Room for progressivity

Yes, I know some commentators are treating the latest from Kevin Milligan et al. as somehow proving a point that raising high-income tax levels won't accomplish anything. But I'd think one has to strain rather hard to draw such an interpretation from a column that includes the following:
What might an increase in taxes for the highest earners look like? Brian Topp, one of the front-running federal NDP leadership hopefuls, has recently proposed a new 35-per-cent federal tax bracket for those with incomes over $250,000. A new tax bracket like this wouldn't actually hit very many of us. Fewer than one per cent of us earn more than $250,000, and the tax on dollars earned under that threshold would not change. So, more than 99 per cent would see no change under this proposal. The combined federal-provincial top rate in B.C. would be 49.7 per cent instead of 43.7 per cent. This isn't out of line with other jurisdictions: the top rate in the U.K. is 50 per cent and the proposed top rate for 2012 in California is 46.3 per cent. For those with longer memories, the top rate in Canada 40 years ago in 1971 was 80 per cent.
...
Brian Topp assumes his proposed 35-per-cent federal rate would yield $3 billion in new revenues. Economists have fairly good estimates of how much revenue "slippage" we might expect for top earners, and these estimates suggest the additional revenue might slip down closer to $1.5 billion. These same estimates suggest that if we pushed the combined top tax rate too close to 60 per cent, higher taxes would stop yielding much new revenue at all.
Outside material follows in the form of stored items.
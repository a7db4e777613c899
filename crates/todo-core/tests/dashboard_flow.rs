use chrono::NaiveDate;
use serde_json::json;
use todo_core::dashboard::{Dashboard, InitialStatus, InteractionMode, NoticeLevel};
use todo_core::datetime::FixedClock;
use todo_core::error::{MissingField, TodoError};
use todo_core::filter::Selector;
use todo_core::service::memory::{Call, MemoryTodoService};
use todo_core::stats::Stats;
use todo_core::todo::{Priority, Status, Todo, TodoId, TodoUpdate};

fn clock() -> FixedClock {
    FixedClock(NaiveDate::from_ymd_opt(2025, 1, 1).expect("valid date"))
}

fn todo(id: u64, deadline: &str, status: &str, priority: &str) -> Todo {
    serde_json::from_value(json!({
        "id": id,
        "title": format!("todo {id}"),
        "description": format!("about {id}"),
        "deadline": deadline,
        "priority": priority,
        "status": status
    }))
    .expect("decode todo")
}

fn seeded() -> MemoryTodoService {
    MemoryTodoService::new(vec![
        todo(1, "2020-01-01", "NOT_STARTED", "URGENT"),
        todo(2, "2099-01-01", "IN_PROGRESS", "NORMAL"),
        todo(3, "2020-06-01", "DONE", "LATER"),
        todo(4, "2099-02-01", "NOT_STARTED", "LATER"),
    ])
}

#[tokio::test]
async fn mount_loads_reconciles_and_reloads() {
    let service = seeded();
    let mut dashboard = Dashboard::new(&service, clock());

    dashboard.mount().await.expect("mount");

    let calls = service.calls();
    assert_eq!(calls.len(), 3);
    assert_eq!(calls[0], Call::List);
    assert!(matches!(&calls[1], Call::Update(t) if t.id == TodoId::Number(1) && t.status == Status::Missed));
    assert_eq!(calls[2], Call::List);

    let first = dashboard.todo(&TodoId::Number(1)).expect("listed");
    assert_eq!(first.status, Status::Missed);
    assert_eq!(
        dashboard.todo(&TodoId::Number(3)).expect("listed").status,
        Status::Done
    );
    assert_eq!(
        dashboard.stats(),
        Stats {
            done: 1,
            pending: 2,
            missed: 1,
            total: 4,
        }
    );
}

#[tokio::test]
async fn second_refresh_sends_no_updates() {
    let service = seeded();
    let mut dashboard = Dashboard::new(&service, clock());
    dashboard.mount().await.expect("mount");
    let after_first = dashboard.todos().to_vec();
    service.clear_calls();

    let report = dashboard.refresh().await.expect("refresh");

    assert!(report.is_noop());
    assert_eq!(service.calls(), vec![Call::List, Call::List]);
    assert_eq!(dashboard.todos(), after_first.as_slice());
}

#[tokio::test]
async fn add_with_blank_fields_sends_nothing() {
    let service = seeded();
    let mut dashboard = Dashboard::new(&service, clock());
    dashboard.form_mut().title = "Write report".to_string();
    dashboard.form_mut().deadline = "2025-02-01".to_string();

    let err = dashboard.add_todo().await.expect_err("blank description");

    assert!(matches!(err, TodoError::Validation(ref m) if m == &vec![MissingField::Description]));
    assert!(service.calls().is_empty());
    assert_eq!(dashboard.form().title, "Write report");
    let notices = dashboard.take_notices();
    assert_eq!(notices.len(), 1);
    assert_eq!(notices[0].level, NoticeLevel::Blocking);
}

#[tokio::test]
async fn add_posts_defaults_and_resets_form() {
    let service = MemoryTodoService::new(vec![]);
    let mut dashboard = Dashboard::new(&service, clock());
    {
        let form = dashboard.form_mut();
        form.title = "Renew passport".to_string();
        form.description = "book appointment".to_string();
        form.deadline = "2025-03-01".to_string();
    }

    let created = dashboard.add_todo().await.expect("add");

    let calls = service.calls();
    let Call::Create(body) = &calls[0] else {
        panic!("expected create first");
    };
    assert_eq!(body.priority, Priority::Normal);
    assert_eq!(body.status, Status::NotStarted);
    assert_eq!(created.title, "Renew passport");
    assert_eq!(dashboard.todos().len(), 1);
    assert_eq!(dashboard.form().title, "");
    assert_eq!(dashboard.form().status, InitialStatus::NotStarted);
}

#[tokio::test]
async fn quick_update_submits_full_record_and_closes_menu() {
    let service = seeded();
    let mut dashboard = Dashboard::new(&service, clock());
    dashboard.mount().await.expect("mount");
    service.clear_calls();

    let id = TodoId::Number(2);
    dashboard.toggle_menu(&id);
    assert_eq!(dashboard.mode().menu_target(), Some(&id));

    dashboard
        .quick_update(&id, TodoUpdate::priority(Priority::Urgent))
        .await
        .expect("update");

    let updates = service.update_calls();
    assert_eq!(updates.len(), 1);
    assert_eq!(updates[0].priority, Priority::Urgent);
    assert_eq!(updates[0].status, Status::InProgress);
    assert_eq!(updates[0].title, "todo 2");
    assert_eq!(updates[0].deadline.as_deref(), Some("2099-01-01"));
    assert_eq!(dashboard.mode(), &InteractionMode::Browsing);
}

#[tokio::test]
async fn missed_todo_cannot_be_moved_back() {
    let service = seeded();
    let mut dashboard = Dashboard::new(&service, clock());
    dashboard.mount().await.expect("mount");
    service.clear_calls();

    let err = dashboard
        .mark_done(&TodoId::Number(1))
        .await
        .expect_err("missed is final");

    assert!(matches!(err, TodoError::IllegalTransition { from: Status::Missed, .. }));
    assert!(service.calls().is_empty());

    dashboard
        .quick_update(&TodoId::Number(1), TodoUpdate::priority(Priority::Later))
        .await
        .expect("priority change is fine");
}

#[tokio::test]
async fn edit_then_save_merges_draft() {
    let service = seeded();
    let mut dashboard = Dashboard::new(&service, clock());
    dashboard.mount().await.expect("mount");

    let id = TodoId::Number(4);
    dashboard.toggle_menu(&id);
    dashboard.start_edit(&id).expect("start edit");
    assert_eq!(dashboard.mode().edit_target(), Some(&id));
    assert!(dashboard.mode().menu_target().is_none());

    {
        let draft = dashboard.draft_mut().expect("draft");
        draft.title = "Clean garage".to_string();
        draft.status = Status::Done;
    }
    assert_eq!(
        dashboard.todo(&id).expect("listed").title,
        "todo 4",
        "draft must not touch the listed record"
    );

    dashboard.save_edit().await.expect("save");

    let saved = service.get(&id).expect("stored");
    assert_eq!(saved.title, "Clean garage");
    assert_eq!(saved.status, Status::Done);
    assert_eq!(saved.description, "about 4");
    assert_eq!(dashboard.mode(), &InteractionMode::Browsing);
    assert_eq!(dashboard.stats().done, 2);
}

#[tokio::test]
async fn starting_another_edit_replaces_draft() {
    let service = seeded();
    let mut dashboard = Dashboard::new(&service, clock());
    dashboard.mount().await.expect("mount");

    dashboard.start_edit(&TodoId::Number(2)).expect("edit 2");
    if let Some(draft) = dashboard.draft_mut() {
        draft.title = "discarded".to_string();
    }
    dashboard.start_edit(&TodoId::Number(4)).expect("edit 4");

    let InteractionMode::Editing { id, draft } = dashboard.mode() else {
        panic!("expected editing");
    };
    assert_eq!(id, &TodoId::Number(4));
    assert_eq!(draft.title, "todo 4");

    dashboard.cancel_edit();
    assert!(matches!(
        dashboard.save_edit().await,
        Err(TodoError::NoActiveEdit)
    ));
}

#[tokio::test]
async fn failed_save_keeps_draft_for_retry() {
    let service = seeded();
    let mut dashboard = Dashboard::new(&service, clock());
    dashboard.mount().await.expect("mount");
    let id = TodoId::Number(2);
    service.fail_updates_for(id.clone());

    dashboard.start_edit(&id).expect("edit");
    let err = dashboard.save_edit().await.expect_err("server error");

    assert!(err.is_remote());
    assert_eq!(dashboard.mode().edit_target(), Some(&id));
    let notices = dashboard.take_notices();
    assert_eq!(notices[0].level, NoticeLevel::Error);
}

#[tokio::test]
async fn reconcile_failures_surface_one_warning() {
    let service = MemoryTodoService::new(vec![
        todo(1, "2020-01-01", "NOT_STARTED", "NORMAL"),
        todo(2, "2020-01-02", "NOT_STARTED", "NORMAL"),
        todo(3, "2020-01-03", "IN_PROGRESS", "NORMAL"),
    ]);
    service.fail_updates_for(TodoId::Number(1));
    service.fail_updates_for(TodoId::Number(3));
    let mut dashboard = Dashboard::new(&service, clock());

    let report = dashboard.refresh().await.expect("refresh still succeeds");

    assert_eq!(report.missed, vec![TodoId::Number(2)]);
    assert_eq!(report.failed.len(), 2);
    let notices = dashboard.take_notices();
    assert_eq!(notices.len(), 1);
    assert_eq!(notices[0].level, NoticeLevel::Warning);
    assert!(notices[0].message.contains("2 of 3"));
}

#[tokio::test]
async fn failed_load_keeps_previous_list() {
    let service = seeded();
    let mut dashboard = Dashboard::new(&service, clock());
    dashboard.mount().await.expect("mount");
    service.set_offline(true);

    dashboard.refresh().await.expect_err("offline");

    assert_eq!(dashboard.todos().len(), 4);
    assert_eq!(dashboard.take_notices()[0].level, NoticeLevel::Error);

    service.set_offline(false);
    dashboard.refresh().await.expect("recovered");
}

#[tokio::test]
async fn filters_narrow_view_but_not_stats() {
    let service = seeded();
    let mut dashboard = Dashboard::new(&service, clock());
    dashboard.mount().await.expect("mount");

    dashboard.set_status_filter(Selector::Only(Status::Done));
    let visible: Vec<TodoId> = dashboard.visible().iter().map(|t| t.id.clone()).collect();
    assert_eq!(visible, vec![TodoId::Number(3)]);
    assert_eq!(dashboard.stats().total, 4);

    dashboard.set_status_filter(Selector::All);
    dashboard.set_priority_filter(Selector::Only(Priority::Later));
    assert_eq!(dashboard.visible().len(), 2);
}

#[tokio::test]
async fn delete_removes_todo_and_closes_its_menu() {
    let service = seeded();
    let mut dashboard = Dashboard::new(&service, clock());
    dashboard.mount().await.expect("mount");

    let id = TodoId::Number(4);
    dashboard.toggle_menu(&id);
    dashboard.delete_todo(&id).await.expect("delete");

    assert!(dashboard.todo(&id).is_none());
    assert_eq!(dashboard.mode(), &InteractionMode::Browsing);
    assert!(service.get(&id).is_none());
}

#[test]
fn menu_toggle_closes_on_second_press() {
    let service = MemoryTodoService::new(vec![]);
    let mut dashboard = Dashboard::new(&service, clock());
    let id = TodoId::Number(9);

    dashboard.toggle_menu(&id);
    dashboard.toggle_menu(&id);
    assert_eq!(dashboard.mode(), &InteractionMode::Browsing);

    dashboard.toggle_menu(&id);
    dashboard.close_menu();
    assert_eq!(dashboard.mode(), &InteractionMode::Browsing);
}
So Milligan et al. see room to increase our current high-earner tax rates by upwards of 15 per cent of income before we'd approach the optimal level of public revenue. And that revenue would include not only the added $1.5 billion per year anticipated as part of Topp's plan, but the inflow from increasing the current rates substantially more (albeit with diminishing returns along the way).

So there looks to be ample room to increase taxes on those who can afford it most - and substantial returns to be generated in the process. And we should be eager to highlight those opportunities as the Cons try to tell Canadians that we can't afford anything but an era for austerity for everybody but the corporate sector.